One night this week I washed, dried and put away all the dinner dishes in 15 minutes. When I looked at the clock, I was astonished. Speed isn’t one of my virtues, but I can manage it. In this case, I had other things to do and I wanted the kitchen chores done pronto. It may reflect a principle my husband has repeatedly spouted over the years: the project length will swell to the amount of available time.

In response to that, I refer him to an opposite idea that’s sometimes just as true: the schlock will abound in direct proportion to how quickly the task is performed. Today’s blogging format, for instance, encourages people and organizations to crank out content quickly and often, whether it’s good or bad. There’s a different philosophy that works just as well: be relevant or be quiet.

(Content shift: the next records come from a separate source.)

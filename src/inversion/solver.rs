//! The L1 inversion solver.
//!
//! `solve(G, d, sd)` returns the model that minimizes
//!
//! ```text
//! Σ_i |(G·m)_i − d_i| / sd_i      subject to  |m_j| ≤ bound
//! ```
//!
//! where `bound` comes from [`derive_bound`]. The work is a pure function of
//! its inputs: matrices are allocated per call and nothing is cached, so a
//! solver can be shared across threads whenever its LP back-end can.

use nalgebra::{DMatrix, DVector};

use crate::domain::{InversionConfig, InversionOutcome};
use crate::error::InversionError;
use crate::inversion::bound::derive_bound;
use crate::inversion::formulation::{VariableLayout, build_l1_program};
use crate::lp::{LpSolver, MicroLpSolver};

/// L1-norm inversion over a pluggable LP back-end.
#[derive(Debug, Clone, Default)]
pub struct L1InversionSolver<S = MicroLpSolver> {
    lp: S,
    config: InversionConfig,
}

impl L1InversionSolver<MicroLpSolver> {
    /// Solver using the default back-end and settings.
    pub fn new() -> Self {
        Self::default()
    }
}

impl<S: LpSolver> L1InversionSolver<S> {
    pub fn with_solver(lp: S, config: InversionConfig) -> Self {
        Self { lp, config }
    }

    pub fn config(&self) -> &InversionConfig {
        &self.config
    }

    /// Estimate `m` from `d = G·m`. `sd = None` weights every observation by 1.
    pub fn solve(
        &self,
        g: &DMatrix<f64>,
        d: &DVector<f64>,
        sd: Option<&DVector<f64>>,
    ) -> Result<DVector<f64>, InversionError> {
        self.solve_detailed(g, d, sd).map(|outcome| outcome.model)
    }

    /// Like [`solve`](Self::solve), but also returns the LP solution, the
    /// objective, and the bound that was applied.
    pub fn solve_detailed(
        &self,
        g: &DMatrix<f64>,
        d: &DVector<f64>,
        sd: Option<&DVector<f64>>,
    ) -> Result<InversionOutcome, InversionError> {
        self.config.validate()?;
        let sd = validate_inputs(g, d, sd)?;

        let bound = derive_bound(g, d, self.config.bound_multiplier)?;
        if d.amax() > 0.0 && bound.least_squares.amax() <= 1e-12 * d.amax() / g.amax() {
            // d ⟂ range(G): the box collapses to m = 0 whatever the multiplier.
            tracing::warn!("least-squares fit is zero for nonzero data; model box is [0, 0]");
        }

        // Rows of [G | d] are divided by a power of two so the LP sees O(1)
        // coefficients. α and the slacks scale with the rows; m does not.
        let scale = row_scale(g, d);
        let lp = build_l1_program(&(g / scale), &(d / scale), &sd, bound.value);
        tracing::debug!(
            n = g.nrows(),
            m = g.ncols(),
            vars = lp.num_vars(),
            eq_rows = lp.a_eq.nrows(),
            ub_rows = lp.a_ub.nrows(),
            bound = bound.value,
            scale,
            "assembled L1 inversion LP"
        );

        let mut x = self.lp.solve(&lp).map_err(|e| {
            tracing::warn!(error = %e, "LP solve failed");
            InversionError::from(e)
        })?;
        if x.len() != lp.num_vars() {
            return Err(InversionError::LpFailed(format!(
                "back-end returned {} values for {} variables",
                x.len(),
                lp.num_vars()
            )));
        }

        let layout = VariableLayout::new(g.nrows(), g.ncols());
        x.rows_mut(layout.alpha().start, 3 * layout.n).scale_mut(scale);
        let model = layout.decode(&x);
        let objective = lp.objective_value(&x);
        tracing::debug!(objective, "L1 inversion solved");

        Ok(InversionOutcome {
            model,
            lp_solution: x,
            objective,
            bound: bound.value,
            least_squares: bound.least_squares,
        })
    }
}

/// Solve with the default back-end and a bound multiplier of 10.
pub fn solve(
    g: &DMatrix<f64>,
    d: &DVector<f64>,
    sd: Option<&DVector<f64>>,
) -> Result<DVector<f64>, InversionError> {
    L1InversionSolver::new().solve(g, d, sd)
}

/// Power of two nearest to the largest magnitude in `G` and `d`.
///
/// Dividing by a power of two is exact in floating point, so the rescaled
/// rows describe exactly the same residual constraints on `m`.
fn row_scale(g: &DMatrix<f64>, d: &DVector<f64>) -> f64 {
    let peak = g.amax().max(d.amax());
    if peak > 0.0 && peak.is_finite() {
        2f64.powi(peak.log2().round() as i32)
    } else {
        1.0
    }
}

/// Check shapes, weights, and finiteness; return the effective `sd`.
pub fn validate_inputs(
    g: &DMatrix<f64>,
    d: &DVector<f64>,
    sd: Option<&DVector<f64>>,
) -> Result<DVector<f64>, InversionError> {
    let (n, m) = g.shape();
    if n < 1 || m < 1 {
        return Err(InversionError::DimensionMismatch(format!(
            "G must be at least 1x1, got {n}x{m}"
        )));
    }
    if d.len() != n {
        return Err(InversionError::DimensionMismatch(format!(
            "G has {n} rows but d has {} entries",
            d.len()
        )));
    }

    let sd = match sd {
        None => DVector::from_element(n, 1.0),
        Some(sd) => {
            if sd.len() != n {
                return Err(InversionError::InvalidWeight(format!(
                    "sd has {} entries, expected {n}",
                    sd.len()
                )));
            }
            if let Some((i, s)) = sd.iter().enumerate().find(|(_, s)| !(s.is_finite() && **s > 0.0)) {
                return Err(InversionError::InvalidWeight(format!(
                    "sd[{i}] = {s} is not a positive finite number"
                )));
            }
            sd.clone()
        }
    };

    if g.iter().any(|v| !v.is_finite()) {
        return Err(InversionError::NonFiniteInput("G contains NaN or infinity".to_string()));
    }
    if let Some((i, v)) = d.iter().enumerate().find(|(_, v)| !v.is_finite()) {
        return Err(InversionError::NonFiniteInput(format!("d[{i}] = {v}")));
    }

    Ok(sd)
}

If you’re out there earning some kind of a paycheck these days, you know what I’m talking about. One of the chief complaints I hear from working friends is the wicked speed with which they are expected to move. Even the most important issues get short shrift because there’s little time or space to deliberate.

Matisse portrait size

It’s that sweet spot of deliberation that makes the artist Henri Matisse a real standout in my mind. He started with an idea and riffed on it again and again until he had something truly extraordinary. Was he changing his mind as he went or creeping up on a vision he had all along? It’s difficult to know. Beethoven had the same practice. He played with musical phrases up to 70 times before deciding on the final version.

Perhaps iteration can be linked with creativity. 3M must think so. It gives employees an hour a day to work on anything they wish—to innovate.

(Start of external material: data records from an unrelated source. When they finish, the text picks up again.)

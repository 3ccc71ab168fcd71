//! Chain delegator: one nested call, relayed with a prefix

use axum::body::Bytes;
use std::sync::Arc;
use tracing::{info, warn};

use crate::backend::{spawn_call, BackendCaller, BackendTarget};
use crate::config::ChainConfig;

/// Backend that calls exactly one other backend and relays its answer
pub struct ChainDelegator {
    caller: Arc<dyn BackendCaller>,
    target: BackendTarget,
    prefix: String,
    error_prefix: String,
}

impl ChainDelegator {
    pub fn new(caller: Arc<dyn BackendCaller>, config: &ChainConfig) -> Self {
        Self {
            caller,
            target: config.target.clone(),
            prefix: config.prefix.clone(),
            error_prefix: config.error_prefix.clone(),
        }
    }

    pub fn target(&self) -> &BackendTarget {
        &self.target
    }

    /// Perform the nested call and compose the response body
    pub async fn handle(&self) -> Bytes {
        info!(backend = %self.target, "Chain calling downstream");
        let result = spawn_call(self.caller.clone(), self.target.clone()).await;

        let (lead, tail): (&str, &[u8]) = match result.error_description() {
            None => (self.prefix.as_str(), &result.body()[..]),
            Some(error) => {
                warn!(backend = %self.target, error = %error, "Chain downstream failed");
                (self.error_prefix.as_str(), error.as_bytes())
            }
        };

        let mut body = Vec::with_capacity(lead.len() + tail.len());
        body.extend_from_slice(lead.as_bytes());
        body.extend_from_slice(tail);
        Bytes::from(body)
    }
}
//! HTTP backend caller implementation

use async_trait::async_trait;
use reqwest::Client;
use std::error::Error as StdError;
use std::sync::Arc;
use std::time::{Duration, Instant};
use tracing::{debug, warn};

use crate::backend::resolver::{StaticResolver, TargetResolver};
use crate::backend::traits::{BackendCaller, BackendTarget, CallResult};
use crate::config::Settings;
use crate::error::{AppError, Result};

/// Plain HTTP `GET /` caller
pub struct HttpCaller {
    client: Client,
    resolver: Arc<dyn TargetResolver>,
}

impl HttpCaller {
    /// Create a caller with an optional per-call timeout.
    ///
    /// Idle connections are never pooled, so every call resolves its target
    /// again and its connection is closed before `call` returns.
    pub fn new(resolver: Arc<dyn TargetResolver>, timeout: Option<Duration>) -> Result<Self> {
        let mut builder = Client::builder().pool_max_idle_per_host(0);
        if let Some(timeout) = timeout {
            builder = builder.timeout(timeout);
        }

        let client = builder
            .build()
            .map_err(|e| AppError::Internal(format!("Failed to create HTTP client: {}", e)))?;

        Ok(Self { client, resolver })
    }

    /// Create a caller from the `client` and `resolver` settings
    pub fn from_settings(settings: &Settings) -> Result<Self> {
        let resolver = StaticResolver::new(settings.resolver.overrides.clone());
        Self::new(Arc::new(resolver), settings.client.timeout())
    }
}

#[async_trait]
impl BackendCaller for HttpCaller {
    async fn call(&self, target: &BackendTarget) -> CallResult {
        let start = Instant::now();

        let url = match self.resolver.resolve(target) {
            Ok(url) => url,
            Err(e) => {
                warn!(backend = %target, error = %e, "Target resolution failed");
                return CallResult::transport_error(e.to_string(), start.elapsed());
            }
        };

        debug!(backend = %target, url = %url, "Calling backend");

        let response = match self.client.get(url).send().await {
            Ok(response) => response,
            Err(e) => {
                let description = describe(&e);
                warn!(backend = %target, error = %description, "Backend call failed");
                return CallResult::transport_error(description, start.elapsed());
            }
        };

        let status = response.status();
        match response.bytes().await {
            Ok(body) => {
                let duration = start.elapsed();
                debug!(
                    backend = %target,
                    status = %status,
                    bytes = body.len(),
                    elapsed_ms = duration.as_millis() as u64,
                    "Backend call completed"
                );
                CallResult::success(body, duration)
            }
            Err(e) => {
                let description = describe(&e);
                warn!(backend = %target, error = %description, "Backend body read failed");
                CallResult::transport_error(description, start.elapsed())
            }
        }
    }
}

/// Flatten an error and its sources into one line
fn describe(err: &(dyn StdError + 'static)) -> String {
    let mut description = err.to_string();
    let mut source = err.source();
    while let Some(cause) = source {
        let text = cause.to_string();
        if !description.contains(&text) {
            description.push_str(": ");
            description.push_str(&text);
        }
        source = cause.source();
    }
    description
}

But what about the Eureka moments when a brilliant idea comes effortlessly after a good night’s sleep? What about the creative savants who endlessly and instantly produce one creative thought after another? This is the stuff Jonah Lehrer explores in his books on how the brain works:

Proust Was a Neuroscientist

How We Decide

Imagine: How Creativity Works

I’ve learned the hard way that everything doesn’t have to be a masterpiece, yet I love nothing more than transforming a perfectly acceptable piece of writing (usually prepared in haste by smart/talented/productive people) into something exceptional—or at least something that approaches exceptional. With time and thought, we can we dissect and analyze the parts and the whole until a product is on the beam.

There are still people in the world who value that, but the culture of work has shifted permanently toward speed. There’s little chance of that trending backwards. We want what we want—right now. That means we’re all responsible for the conditions in which we work. Check out this infographic on speed in today’s workplace.

Fast fact: This is the last day to see the Matisse exhibit at the Indianapolis Museum of Art, so that’s our Saturday afternoon plan. It will be my second trip. On my last visit, the IMA graciously gave permission to take cell phone photos. That’s why I can share these without shame. Notice the fashion focus in Matisse’s work. He kept a large collection of costumes and clothes for his models.

Tell me, how do you stay sane and set boundaries in a world that prizes speed and 24/7 access to employees? Could you be more innovative or creative at work if you were given more time?

Life is short. Wear the good stuff.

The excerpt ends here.